Anna listened to the plans being rehashed by Holden and Oscar as they walked single file along a ridge above a dry creek bed, and she began to wonder what would undo her first: her fear of enclosed spaces or her fear of crowds. The sheer absurdity freed her mind, and for a time she was able to shut out the human murmurings and enjoy the hike.

They were on a plateau to the north of the gypsum plains that spread down into Texas. What vegetation managed to eke out a livelihood from the parched soil kept a low profile. Little had grown to greater than knee height, and there were barren spaces between plants. With the lifting of the clouds and the dazzling clarity of the rain-washed air, Anna could see to the edge of the world, or so it seemed, and the world was all high, clean desert, burnished with gold.

Even knowing she walked over limestone honeycombed with passages, she couldn't imagine a less likely place to find the entrance to a world-class cave. She pictured the plateau cut into thin sections and placed between sheets of glass like the ant farms she'd seen as a child. Beneath her feet, creeping through those twisting tunnels, were human beings.

"There it is." Oscar interrupted her musings. They'd walked down a slope and crossed the stone bottom of a wash to climb again. Ahead of them was more of the same: low hills dotted with desert shrubs and cactus. "See that green spot?" Iverson pointed to a cluster of stunted trees poking from a fold in the hills. "That's it."

Anna took his word for it.

Within a few minutes they'd reached the trees, and still she was none the wiser. Not until they climbed down four or five feet to where the oak trees had found soil to root could she see the entrance. Back in the rocks an opening maybe twenty feet wide, thirty long, and ringed by heavy overhanging brows of rock, showed darkly.

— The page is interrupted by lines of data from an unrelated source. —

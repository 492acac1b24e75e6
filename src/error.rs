use crate::config::ConfigError;
use crate::registration::RegistrationError;
use thiserror::Error;

#[derive(Error, Debug)]
pub enum ReporterError {
    #[error("Failed to load configuration: {0}")]
    Config(#[from] ConfigError),

    #[error("Failed to create registration client: {0}")]
    Registration(#[from] RegistrationError),

    #[error("Failed to bind to address {address}: {source}")]
    Bind {
        address: String,
        #[source]
        source: std::io::Error,
    },

    #[error("Server error: {0}")]
    Server(#[from] std::io::Error),

    #[error("Server task failed: {0}")]
    Task(#[from] tokio::task::JoinError),
}
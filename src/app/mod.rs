mod cli;
pub mod router;
pub mod server;
mod state;
pub mod tracing;

pub use cli::{Cli, Command};
pub use state::AppState;

use crate::config::Settings;
use crate::error::ReporterError;
use tokio_util::sync::CancellationToken;

/// Application entry point. Initializes tracing and configuration, starts the
/// server, then fires the one-shot collector registration.
pub async fn run(cli: Cli) -> Result<(), ReporterError> {
    // container probe mode: no tracing, no settings
    if let Some(Command::Healthcheck { port }) = cli.command {
        match crate::healthcheck_with_port(port).await {
            Ok(()) => std::process::exit(0),
            Err(e) => {
                eprintln!("{e}");
                std::process::exit(1)
            }
        }
    }

    tracing::init_tracing();

    let settings = Settings::load(cli.config_dir.as_deref())?;
    ::tracing::info!(
        log_file = %settings.log_file_path.display(),
        "Loaded settings"
    );

    let app_state = AppState::from_settings(&settings)?;
    let app = router::main_router(app_state.extractor.clone(), app_state.registration.clone());

    let listener = server::bind(settings.http_port).await?;
    let shutdown_token = CancellationToken::new();
    let server_handle = tokio::spawn(server::serve(listener, app, shutdown_token));

    // Exactly once per process, after the server accepts connections.
    app_state.registration.register_on_startup().await;

    server_handle.await?
}
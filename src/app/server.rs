use crate::error::ReporterError;
use axum::Router;
use tokio::net::TcpListener;
use tokio::signal;
use tokio_util::sync::CancellationToken;
use tracing::{info, warn};

/// Bind the HTTP listener on all interfaces.
pub async fn bind(http_port: u16) -> Result<TcpListener, ReporterError> {
    let address = format!("0.0.0.0:{http_port}");
    let listener = match TcpListener::bind(&address).await {
        Ok(listener) => listener,
        Err(source) => return Err(ReporterError::Bind { address, source }),
    };
    info!(
        address = %listener.local_addr()?,
        routes = "/log /register /healthcheck",
        "Reporter listening"
    );
    Ok(listener)
}

/// Serve until SIGINT/SIGTERM or until `shutdown_token` is cancelled.
pub async fn serve(
    listener: TcpListener,
    app: Router,
    shutdown_token: CancellationToken,
) -> Result<(), ReporterError> {
    let token = shutdown_token.clone();
    tokio::spawn(async move {
        shutdown_signal().await;
        token.cancel();
    });

    axum::serve(listener, app)
        .with_graceful_shutdown(shutdown_token.cancelled_owned())
        .await?;

    info!("Reporter stopped");
    Ok(())
}

/// Resolves on the first SIGINT or SIGTERM.
async fn shutdown_signal() {
    #[cfg(unix)]
    {
        use signal::unix::{SignalKind, signal as unix_signal};
        match unix_signal(SignalKind::terminate()) {
            Ok(mut sigterm) => tokio::select! {
                res = signal::ctrl_c() => log_interrupt(res),
                _ = sigterm.recv() => info!("SIGTERM received, stopping reporter"),
            },
            Err(e) => {
                warn!(error = %e, "SIGTERM handler unavailable, listening for SIGINT only");
                log_interrupt(signal::ctrl_c().await);
            }
        }
    }

    #[cfg(not(unix))]
    log_interrupt(signal::ctrl_c().await);
}

fn log_interrupt(res: std::io::Result<()>) {
    match res {
        Ok(()) => info!("SIGINT received, stopping reporter"),
        Err(e) => warn!(error = %e, "Failed to listen for SIGINT"),
    }
}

Over the years Anna had made any number of rappels from ten to two hundred ten feet. After the first step, she'd thoroughly enjoyed the trip. Suspended like a cliff swallow over lakes in the Absaroka Beartooth, dangling above a sea of dusty live oaks in northern California. There was an above and a below. Here, she noted with an unpleasant tingle, there was neither. In the theatrical light of coming evening, the entrance to Lechuguilla looked like a portal, one lacking the standard three dimensions agreed upon by the real world.

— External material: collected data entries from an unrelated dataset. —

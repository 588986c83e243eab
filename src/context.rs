//! The host-pipeline side of an extraction.
//!
//! `LoaderContext` is everything the extractor consumes from the pipeline:
//! the resource being transformed, its options, dependency registration and
//! the asynchronous module-loading facility. `FsLoaderContext` is the
//! filesystem-backed implementation used by the CLI; real pipelines provide
//! their own.

use anyhow::{anyhow, Result};
use async_trait::async_trait;
use serde::Deserialize;
use std::cell::{Cell, RefCell};
use std::path::{Path, PathBuf};

/// Options recognized by the extractor.
#[derive(Debug, Clone, Default, Deserialize)]
#[serde(rename_all = "camelCase", default)]
pub struct ExtractOptions {
    /// Overrides the pipeline-wide public path for this unit.
    pub public_path: Option<String>,
}

#[async_trait(?Send)]
pub trait LoaderContext {
    /// Hints that the result may be cached while declared dependencies are
    /// unchanged. A no-op for hosts without a cache.
    fn cacheable(&self);

    /// Filesystem path of the unit being transformed. Used for diagnostics
    /// and for resolving requires relative to the unit.
    fn resource_path(&self) -> &Path;

    fn options(&self) -> &ExtractOptions;

    /// Pipeline-wide public path, used when the option is absent.
    fn default_public_path(&self) -> &str {
        ""
    }

    /// Registers an extra file for the host's watch/cache invalidation.
    fn add_dependency(&self, path: &Path);

    /// Loads the generated source of `request`. Implementations must also
    /// register `request` as a dependency of the current unit.
    async fn load_module(&self, request: &str) -> Result<String>;
}

/// Filesystem-backed context: module requests are read straight from disk,
/// relative to the resource's directory. Leading loader prefixes
/// (`style-loader!./a.css`) and `?query` suffixes are dropped before
/// resolving, so requests written for a richer pipeline still load.
pub struct FsLoaderContext {
    resource_path: PathBuf,
    options: ExtractOptions,
    default_public_path: String,
    dependencies: RefCell<Vec<PathBuf>>,
    cacheable: Cell<bool>,
}

impl FsLoaderContext {
    pub fn new(resource_path: impl Into<PathBuf>, options: ExtractOptions) -> Self {
        Self {
            resource_path: resource_path.into(),
            options,
            default_public_path: String::new(),
            dependencies: RefCell::new(Vec::new()),
            cacheable: Cell::new(false),
        }
    }

    /// Sets the pipeline-wide public path used when the option is absent.
    pub fn with_default_public_path(mut self, public_path: impl Into<String>) -> Self {
        self.default_public_path = public_path.into();
        self
    }

    /// Files registered as dependencies so far, in registration order.
    pub fn dependencies(&self) -> Vec<PathBuf> {
        self.dependencies.borrow().clone()
    }

    pub fn is_cacheable(&self) -> bool {
        self.cacheable.get()
    }

    fn resolve_request(&self, request: &str) -> PathBuf {
        // "style-loader!./a.css?inline" -> "./a.css"
        let bare = request.rsplit('!').next().unwrap_or(request);
        let bare = bare.split('?').next().unwrap_or(bare);
        self.resource_path
            .parent()
            .unwrap_or_else(|| Path::new("."))
            .join(bare)
    }
}

#[async_trait(?Send)]
impl LoaderContext for FsLoaderContext {
    fn cacheable(&self) {
        self.cacheable.set(true);
    }

    fn resource_path(&self) -> &Path {
        &self.resource_path
    }

    fn options(&self) -> &ExtractOptions {
        &self.options
    }

    fn default_public_path(&self) -> &str {
        &self.default_public_path
    }

    fn add_dependency(&self, path: &Path) {
        self.dependencies.borrow_mut().push(path.to_path_buf());
    }

    async fn load_module(&self, request: &str) -> Result<String> {
        let path = self.resolve_request(request);
        let source = tokio::fs::read_to_string(&path).await.map_err(|e| {
            anyhow!(
                "failed to read module '{}' (resolved to '{}'): {}",
                request,
                path.display(),
                e
            )
        })?;
        self.dependencies.borrow_mut().push(path);
        Ok(source)
    }
}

She'd read of holes described as yawning, gaping, hungry-words that suggested an orifice, an appetite. The sixty-foot drop leading into Lech didn't fit any of those adjectives. Rather than sentience, it suggested a departure from life. The last rays of the sun skimmed its surface, lighting the stone for fifteen feet or so. Below that, nothing. Night took all.

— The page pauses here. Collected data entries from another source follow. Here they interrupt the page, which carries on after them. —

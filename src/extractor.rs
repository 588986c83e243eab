//! Top-level extractor and nested reducer.
//!
//! `extract` runs the generated unit once, loads everything the unit
//! deferred (dispatched in parallel, joined in request order), reduces each
//! loaded module to a string and substitutes the results into the exported
//! text. `reduce` is the per-module reduction step; it is synchronous and
//! offers no import mechanism at all.

use crate::context::LoaderContext;
use crate::error::ExtractError;
use crate::placeholder::PlaceholderToken;
use crate::runtime;
use futures::future::try_join_all;

/// Transforms one generated unit into its final flat string.
///
/// Fails with the first error encountered at any stage; no partial result
/// is ever produced.
pub async fn extract<C>(content: &str, ctx: &C) -> Result<String, ExtractError>
where
    C: LoaderContext + ?Sized,
{
    let public_path = match &ctx.options().public_path {
        Some(path) => path.clone(),
        None => ctx.default_public_path().to_string(),
    };
    ctx.cacheable();

    let token = PlaceholderToken::new();
    let unit = runtime::evaluate_unit(content, ctx.resource_path(), token.clone()).map_err(
        |source| ExtractError::Evaluation {
            file: ctx.resource_path().display().to_string(),
            source,
        },
    )?;

    // Helper files imported natively are not seen by load_module, so the
    // host's watcher has to be told about them here.
    for path in &unit.helper_dependencies {
        ctx.add_dependency(path);
    }

    // All loads are dispatched at once; completion order is irrelevant
    // because try_join_all yields results in request order.
    let sources = try_join_all(unit.requests.iter().map(|request| async move {
        ctx.load_module(request)
            .await
            .map_err(|source| ExtractError::Load {
                request: request.clone(),
                source,
            })
    }))
    .await?;

    let results = sources
        .iter()
        .zip(&unit.requests)
        .map(|(source, request)| reduce(source, request, &public_path))
        .collect::<Result<Vec<_>, _>>()?;

    Ok(token.substitute(&unit.exported, &results))
}

/// Reduces one loaded module to its exported string.
///
/// Modules at this level are contractually self-contained: there is no
/// `require` in scope, so any further import attempt throws. `filename` is
/// only used for diagnostics.
pub fn reduce(source: &str, filename: &str, public_path: &str) -> Result<String, ExtractError> {
    runtime::evaluate_module(source, public_path).map_err(|source| ExtractError::Reduction {
        request: filename.to_string(),
        source,
    })
}

#[cfg(test)]
mod tests {
    use super::*;
    use crate::context::ExtractOptions;
    use anyhow::{anyhow, Result};
    use async_trait::async_trait;
    use std::cell::{Cell, RefCell};
    use std::collections::{HashMap, VecDeque};
    use std::path::{Path, PathBuf};
    use std::time::Duration;

    enum Load {
        Source { source: String, delay_ms: u64 },
        Fail(String),
    }

    struct MockContext {
        resource_path: PathBuf,
        options: ExtractOptions,
        default_public_path: String,
        loads: RefCell<HashMap<String, VecDeque<Load>>>,
        requested: RefCell<Vec<String>>,
        dependencies: RefCell<Vec<PathBuf>>,
        cacheable: Cell<bool>,
    }

    impl MockContext {
        fn new() -> Self {
            Self {
                resource_path: PathBuf::from("/project/src/main.css.js"),
                options: ExtractOptions::default(),
                default_public_path: String::new(),
                loads: RefCell::new(HashMap::new()),
                requested: RefCell::new(Vec::new()),
                dependencies: RefCell::new(Vec::new()),
                cacheable: Cell::new(false),
            }
        }

        fn with_module(self, request: &str, source: &str) -> Self {
            self.with_delayed_module(request, source, 0)
        }

        fn with_delayed_module(self, request: &str, source: &str, delay_ms: u64) -> Self {
            self.loads
                .borrow_mut()
                .entry(request.to_string())
                .or_default()
                .push_back(Load::Source {
                    source: source.to_string(),
                    delay_ms,
                });
            self
        }

        fn with_failing_module(self, request: &str, message: &str) -> Self {
            self.loads
                .borrow_mut()
                .entry(request.to_string())
                .or_default()
                .push_back(Load::Fail(message.to_string()));
            self
        }
    }

    #[async_trait(?Send)]
    impl LoaderContext for MockContext {
        fn cacheable(&self) {
            self.cacheable.set(true);
        }

        fn resource_path(&self) -> &Path {
            &self.resource_path
        }

        fn options(&self) -> &ExtractOptions {
            &self.options
        }

        fn default_public_path(&self) -> &str {
            &self.default_public_path
        }

        fn add_dependency(&self, path: &Path) {
            self.dependencies.borrow_mut().push(path.to_path_buf());
        }

        async fn load_module(&self, request: &str) -> Result<String> {
            self.requested.borrow_mut().push(request.to_string());
            let load = self
                .loads
                .borrow_mut()
                .get_mut(request)
                .and_then(|queue| queue.pop_front())
                .ok_or_else(|| anyhow!("unexpected load: {}", request))?;
            match load {
                Load::Source { source, delay_ms } => {
                    if delay_ms > 0 {
                        tokio::time::sleep(Duration::from_millis(delay_ms)).await;
                    }
                    Ok(source)
                }
                Load::Fail(message) => Err(anyhow!(message)),
            }
        }
    }

    #[tokio::test]
    async fn passes_plain_strings_through_untouched() {
        let ctx = MockContext::new();

        let result = extract("module.exports = \"body { color: red; }\";", &ctx)
            .await
            .unwrap();

        assert_eq!(result, "body { color: red; }");
        assert!(ctx.cacheable.get());
        assert!(ctx.requested.borrow().is_empty());
    }

    #[tokio::test]
    async fn substitutes_a_single_import() {
        let ctx = MockContext::new().with_module("./x.css", "module.exports = \"X\";");

        let result = extract(
            "module.exports = \"pre-\" + require(\"./x.css\") + \"-post\";",
            &ctx,
        )
        .await
        .unwrap();

        assert_eq!(result, "pre-X-post");
    }

    #[tokio::test]
    async fn keeps_request_order_when_loads_finish_out_of_order() {
        let ctx = MockContext::new()
            .with_delayed_module("./r1.css", "module.exports = \"one\";", 50)
            .with_module("./r2.css", "module.exports = \"two\";");

        let result = extract(
            "module.exports = require(\"./r1.css\") + \"|\" + require(\"./r2.css\");",
            &ctx,
        )
        .await
        .unwrap();

        assert_eq!(result, "one|two");
    }

    #[tokio::test]
    async fn repeated_requests_load_and_reduce_independently() {
        let ctx = MockContext::new()
            .with_module("./x.css", "module.exports = \"first\";")
            .with_module("./x.css", "module.exports = \"second\";");

        let result = extract(
            "module.exports = require(\"./x.css\") + require(\"./x.css\");",
            &ctx,
        )
        .await
        .unwrap();

        assert_eq!(result, "firstsecond");
        assert_eq!(*ctx.requested.borrow(), vec!["./x.css", "./x.css"]);
    }

    #[tokio::test]
    async fn css_loader_helpers_bypass_the_load_pipeline() {
        let dir = tempfile::tempdir().unwrap();
        let helper_dir = dir.path().join("node_modules/css-loader/lib");
        std::fs::create_dir_all(&helper_dir).unwrap();
        std::fs::write(
            helper_dir.join("css-base.js"),
            "module.exports = function (path) { return \"<\" + path + \">\"; };",
        )
        .unwrap();

        let mut ctx = MockContext::new();
        ctx.resource_path = dir.path().join("main.css.js");

        let result = extract(
            "var toUrl = require(\"./node_modules/css-loader/lib/css-base.js\");\nmodule.exports = toUrl(\"a.png\");",
            &ctx,
        )
        .await
        .unwrap();

        assert_eq!(result, "<a.png>");
        assert!(ctx.requested.borrow().is_empty());
        assert_eq!(ctx.dependencies.borrow().len(), 1);
    }

    #[tokio::test]
    async fn evaluation_failures_fail_the_whole_extraction() {
        let ctx = MockContext::new();

        let err = extract("throw new Error(\"bad generated code\");", &ctx)
            .await
            .unwrap_err();

        assert!(matches!(err, ExtractError::Evaluation { .. }));
        assert!(err.to_string().contains("bad generated code"));
    }

    #[tokio::test]
    async fn load_failures_fail_the_whole_extraction() {
        let ctx = MockContext::new()
            .with_module("./good.css", "module.exports = \"ok\";")
            .with_failing_module("./bad.css", "module not found: ./bad.css");

        let err = extract(
            "module.exports = require(\"./good.css\") + require(\"./bad.css\");",
            &ctx,
        )
        .await
        .unwrap_err();

        match err {
            ExtractError::Load { request, source } => {
                assert_eq!(request, "./bad.css");
                assert!(source.to_string().contains("module not found"));
            }
            other => panic!("expected a load error, got: {other}"),
        }
    }

    #[tokio::test]
    async fn reduction_failures_fail_the_whole_extraction() {
        let ctx =
            MockContext::new().with_module("./broken.css", "throw new Error(\"broken module\");");

        let err = extract("module.exports = require(\"./broken.css\");", &ctx)
            .await
            .unwrap_err();

        assert!(matches!(err, ExtractError::Reduction { .. }));
        assert!(err.to_string().contains("./broken.css"));
    }

    #[tokio::test]
    async fn nested_modules_cannot_defer_further_imports() {
        let ctx = MockContext::new()
            .with_module("./outer.css", "module.exports = require(\"./inner.css\");");

        let err = extract("module.exports = require(\"./outer.css\");", &ctx)
            .await
            .unwrap_err();

        assert!(matches!(err, ExtractError::Reduction { .. }));
    }

    #[tokio::test]
    async fn option_overrides_the_default_public_path() {
        let mut ctx = MockContext::new().with_module(
            "./img.css",
            "module.exports = __webpack_public_path__ + \"logo.png\";",
        );
        ctx.default_public_path = "/default/".to_string();
        ctx.options.public_path = Some("/cdn/".to_string());

        let result = extract("module.exports = require(\"./img.css\");", &ctx)
            .await
            .unwrap();

        assert_eq!(result, "/cdn/logo.png");
    }

    #[tokio::test]
    async fn falls_back_to_the_pipeline_public_path() {
        let mut ctx = MockContext::new().with_module(
            "./img.css",
            "module.exports = __webpack_public_path__ + \"logo.png\";",
        );
        ctx.default_public_path = "/default/".to_string();

        let result = extract("module.exports = require(\"./img.css\");", &ctx)
            .await
            .unwrap();

        assert_eq!(result, "/default/logo.png");
    }

    #[test]
    fn reduce_returns_the_exported_string() {
        let result = reduce("module.exports = \"plain\";", "./plain.css", "").unwrap();
        assert_eq!(result, "plain");
    }
}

"Hi ho," Holden said happily.

Iverson began checking ropes secured to bolts near a tree that showed scarring from when it had been used as an anchor in previous descents. "The climbs are all rigged. We leave them that way along the main trade routes-established routes through the cave. We've found it does a lot less damage to the resource to leave the rigging in place than having every expedition rerig each time."

"Me first, you last?" he said to Holden as he threaded the rope through his rappel rack.

Holden nodded. Oscar leaned back and walked, spiderlike, from sight. The sun slid below the horizon, and Anna felt suddenly cold. "It's getting dark," she said, and hoped Tillman hadn't heard the faint whine beneath her words.

"So?"

"Off-rope," drifted up from the black hole.

"Good point," Anna said, threaded the rope through her rack, pulled on her leather gloves, and unhooked the safety. "On-rope," she shouted down, and stepped back into the darkness.